SYDNEY (AFP) - Same-sex couples hurried to declare plans to tie the knot on Saturday as Australia's new marriage equality law came into effect, with wedding registry offices holding special hours for the first day of legalised gay unions.

The historic bill finally legalising same-sex marriage came into effect barely 24 hours after its overwhelming passage through parliament. Couples wanting to wed under the new law can lodge a notice to marry Saturday, but will have to wait a calendar month before exchanging vows, meaning the first weddings are expected on January 9. "I put in an enquiry yesterday, didn't expect to hear back from someone so quickly and they said 'oh, we are open specially today', so we thought 'okay, let's go and do it, let's do it asap'," said Clare Jacobs, holding tight to her newly-official fiancee Valeria Ballantyne. "I thought we would just come in and sign a form and it would just be a formality, but it's actually quite emotional," added Ballantyne.

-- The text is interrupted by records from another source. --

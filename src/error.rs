//! Error types for spec loading and test case execution.
//!
//! Only [`LoadError`] aborts a run. Everything else is local to one test
//! case and ends up in that case's result.

use std::path::PathBuf;
use std::time::Duration;

/// Failure to discover or parse spec files. Aborts the whole run.
#[derive(Debug, thiserror::Error)]
pub enum LoadError {
    /// Failed to read a file or directory.
    #[error("failed to read {}: {source}", .path.display())]
    Io {
        path: PathBuf,
        #[source]
        source: std::io::Error,
    },
    /// Failed to parse YAML.
    #[error("invalid YAML in {}: {source}", .path.display())]
    Yaml {
        path: PathBuf,
        #[source]
        source: serde_yaml::Error,
    },
    /// Failed to parse TOML.
    #[error("invalid TOML in {}: {source}", .path.display())]
    Toml {
        path: PathBuf,
        #[source]
        source: toml::de::Error,
    },
    /// Unsupported file extension.
    #[error("unsupported file format: {0} (expected .yaml, .yml, or .toml)")]
    UnsupportedFormat(String),
}

/// Workspace creation or module copy failure.
#[derive(Debug, thiserror::Error)]
pub enum SandboxError {
    #[error("failed to create sandbox: {0}")]
    Create(#[source] std::io::Error),
    #[error("module directory not found: {}", .0.display())]
    ModuleNotFound(PathBuf),
    #[error("failed to copy module {}: {source}", .path.display())]
    Copy {
        path: PathBuf,
        #[source]
        source: std::io::Error,
    },
    #[error("failed to write variables file: {0}")]
    WriteVars(#[source] std::io::Error),
}

/// Mock resource generation failure.
#[derive(Debug, thiserror::Error)]
pub enum MockInjectionError {
    #[error("invalid resource identifier {0:?}: expected <type>.<name>")]
    InvalidResourceId(String),
    #[error("resource {0:?} is mocked more than once")]
    Duplicate(String),
    #[error("mocks {first:?} and {second:?} would both export output {output:?}")]
    OutputCollision {
        first: String,
        second: String,
        output: String,
    },
    #[error("invalid attribute name {attribute:?} on mock {resource:?}")]
    InvalidAttributeName { resource: String, attribute: String },
    #[error("failed to write mock file {}: {source}", .path.display())]
    Write {
        path: PathBuf,
        #[source]
        source: std::io::Error,
    },
}

/// Provisioning tool invocation failure.
#[derive(Debug, thiserror::Error)]
pub enum ExecutionError {
    #[error("failed to run `{binary} {step}`: {source}")]
    Spawn {
        binary: String,
        step: &'static str,
        #[source]
        source: std::io::Error,
    },
    #[error("`{binary} {step}` exited with {status}")]
    Failed {
        binary: String,
        step: &'static str,
        status: std::process::ExitStatus,
    },
    #[error("`{binary} {step}` timed out after {}s", .timeout.as_secs())]
    Timeout {
        binary: String,
        step: &'static str,
        timeout: Duration,
    },
}

/// The plan JSON could not be parsed.
#[derive(Debug, thiserror::Error)]
#[error("failed to parse plan JSON: {0}")]
pub struct ExtractionError(#[from] pub serde_json::Error);

/// Any error that ends a single test case before its assertions run.
#[derive(Debug, thiserror::Error)]
pub enum CaseError {
    #[error(transparent)]
    Sandbox(#[from] SandboxError),
    #[error("failed injecting mocks: {0}")]
    MockInjection(#[from] MockInjectionError),
    #[error(transparent)]
    Execution(#[from] ExecutionError),
    #[error(transparent)]
    Extraction(#[from] ExtractionError),
}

The legislation came after more than 60 percent of Australian voters backed marriage equality in a contentious three-month national postal vote. To mark the historic moment, registry offices in some parts of the country exceptionally agreed to accept new marriage applications Saturday, when normally they are only open to conduct weddings. "Instead of just doing marriages, we thought we'd open it up to the public today for anyone in our community to come in and lodge a notice of intended marriage," said Amanda Ianna, a registrar for New South Wales state, which includes Sydney. "So it's a nice day to be at work today."

Daniel Barnett and Daniel Gray-Barnett didn't decide until Saturday morning to take advantage of the special hours, but they were still the first ones to register. "We just got up and came here and signed the papers and yeah, it's a good day," Daniel Barnett said.

Gay couples who already married overseas saw their unions officially recognised from Saturday.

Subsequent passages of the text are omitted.